While many visualisation tools can create dual-axis charts, it’s often recommended to avoid them, whether the axes share the same domain or not. Instead, consider faceting the two lines into separate plots. This way, you can still observe the general patterns of change for both variables without the risk of drawing misleading comparisons!
Extra lines
Most lines in a line chart are superfluous, such as borders, grid lines and axis tick marks. The best practice is to stay clear of these lines except for specific situations
One such situation is where the gridlines can act as good reference points
Annotation Lines
When you're adding annotations to your line charts, it’s important to keep a few things in mind to avoid any mix-ups. Try using a thinner line, a dashed line, a softer colour, or even a combination of all three to make sure your annotations don’t get confused with the main lines on your chart.

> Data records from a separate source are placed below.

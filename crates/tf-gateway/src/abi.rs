//! The factory contract's fixed ABI.
//!
//! The factory is already deployed and not owned by this project; the
//! interface below must match it exactly, down to the underscored
//! parameter names.

use alloy_sol_types::sol;

sol! {
    /// Deploys a new ERC20 token and records its address.
    function deployContract(string name_, string symbol_, uint8 decimals_, uint256 totalsupply_);

    /// Batched metadata read: name, symbol, decimals, raw total supply in
    /// one round trip.
    function callMultipleFunctions(address contractAddress) external view returns (string memory, string memory, uint8, uint256);

    /// Address of the token at `id` in the factory's deployment order.
    /// Behavior for `id >= length` is contract-defined (reverts).
    function getContractAddress(uint256 id) external view returns (address);

    /// Number of tokens deployed so far.
    function getLengthContractAddresses() external view returns (uint256);

    /// Emitted once per deployment with the new token's address.
    event NewContract(address indexed newContractAddress);
}
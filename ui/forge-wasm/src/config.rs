//! Page configuration.
//!
//! The factory address is compiled in but can be overridden per deployment
//! with a `data-factory-address` attribute on `<body>`, so the same bundle
//! serves test and production pages.

use alloy_primitives::Address;
use gloo_console::warn;

use crate::dom;

/// The pre-deployed token factory.
pub const DEFAULT_FACTORY_ADDRESS: &str = "0xb13B6FA320304101ee01b7B3599ae3DA3420bDE3";

/// How often to re-poll for a transaction receipt, in milliseconds.
pub const RECEIPT_POLL_INTERVAL_MS: u32 = 2_000;

/// Resolve the factory address: `<body data-factory-address="0x…">`
/// overrides the compiled-in default.
pub fn factory_address() -> Address {
    if let Some(body) = dom::document().body() {
        if let Some(attr) = body.get_attribute("data-factory-address") {
            match attr.parse() {
                Ok(addr) => return addr,
                Err(_) => warn!("ignoring malformed data-factory-address:", attr),
            }
        }
    }
    DEFAULT_FACTORY_ADDRESS
        .parse()
        .expect("default factory address is valid")
}
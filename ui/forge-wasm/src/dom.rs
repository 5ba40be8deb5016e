//! DOM element bindings.
//!
//! All fields are resolved once at startup. The deploy form and the token
//! table live on different pages served by the same module, so every
//! page-specific field is an `Option` and handlers skip what is absent.

use wasm_bindgen::JsCast;
use web_sys::{Document, Element, HtmlElement, HtmlInputElement};

// ── Helpers ──

fn doc() -> Document {
    web_sys::window().unwrap().document().unwrap()
}

pub fn by_id(id: &str) -> Option<Element> {
    doc().get_element_by_id(id)
}

pub fn by_id_typed<T: JsCast>(id: &str) -> Option<T> {
    by_id(id).and_then(|e| e.dyn_into::<T>().ok())
}

pub fn set_text(el: &Element, text: &str) {
    el.set_text_content(Some(text));
}

pub fn set_inner_html(el: &Element, html: &str) {
    el.set_inner_html(html);
}

pub fn get_input_value(el: &HtmlInputElement) -> String {
    el.value().trim().to_string()
}

pub fn add_class(el: &Element, cls: &str) {
    let _ = el.class_list().add_1(cls);
}

pub fn remove_class(el: &Element, cls: &str) {
    let _ = el.class_list().remove_1(cls);
}

pub fn create_element(tag: &str) -> Element {
    doc().create_element(tag).unwrap()
}

pub fn document() -> Document {
    doc()
}

pub fn window() -> web_sys::Window {
    web_sys::window().unwrap()
}

/// Write a success message into a status element.
pub fn set_status(el: &Element, msg: &str) {
    remove_class(el, "error");
    el.set_text_content(Some(msg));
}

/// Write an error message into a status element.
pub fn set_status_error(el: &Element, msg: &str) {
    add_class(el, "error");
    el.set_text_content(Some(msg));
}

// ── Elements struct ──

/// All DOM element references used by the pages.
/// Clone-friendly (all inner types are reference-counted via JS GC).
#[derive(Clone)]
pub struct Elements {
    // Wallet header
    pub connect_wallet_btn: Option<HtmlElement>,
    pub wallet_account: Option<Element>,
    pub install_wallet_modal: Option<Element>,

    // Navigation
    pub create_token_page_btn: Option<HtmlElement>,
    pub view_tokens_page_btn: Option<HtmlElement>,

    // Deploy form
    pub token_name_input: Option<HtmlInputElement>,
    pub token_symbol_input: Option<HtmlInputElement>,
    pub token_decimals_input: Option<HtmlInputElement>,
    pub total_supply_input: Option<HtmlInputElement>,
    pub deploy_token_btn: Option<HtmlElement>,
    pub deploy_status: Option<Element>,

    // Token table
    pub token_table_body: Option<Element>,
    pub table_status: Option<Element>,
}

impl Elements {
    /// Resolve all DOM references for the current page. Call once after
    /// DOMContentLoaded; missing elements simply stay `None`.
    pub fn bind() -> Elements {
        Elements {
            connect_wallet_btn: by_id_typed("connectWalletBtn"),
            wallet_account: by_id("walletAccount"),
            install_wallet_modal: by_id("installWalletModal"),

            create_token_page_btn: by_id_typed("createTokenPageBtn"),
            view_tokens_page_btn: by_id_typed("viewTokensPageBtn"),

            token_name_input: by_id_typed("tokenNameInput"),
            token_symbol_input: by_id_typed("tokenSymbolInput"),
            token_decimals_input: by_id_typed("tokenDecimalsInput"),
            total_supply_input: by_id_typed("totalSupplyInput"),
            deploy_token_btn: by_id_typed("deployTokenBtn"),
            deploy_status: by_id("deployStatus"),

            token_table_body: by_id("tokenTableBody"),
            table_status: by_id("tableStatus"),
        }
    }
}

If you have the option to use a shaded box—like when highlighting a historical period—go for that instead of call-out lines. It helps you steer clear of any visual clutter and keeps everything looking neat!
Choosing Colours
In most cases, different colours for different lines for each variable helps tell the difference between the variables. However there are notable exceptions, such as when you want to highlight certain variables.
Too many data points
Few sayings have been misused as much as Edward Tufte’s famous quote: "Graphical excellence is that which gives to the viewer the greatest number of ideas in the shortest time with the least ink in the smallest space." His mantra, "Above all else, show the data," often gets twisted to mean "cram as much data into the chart as possible." The end result? Line charts that end up looking like this.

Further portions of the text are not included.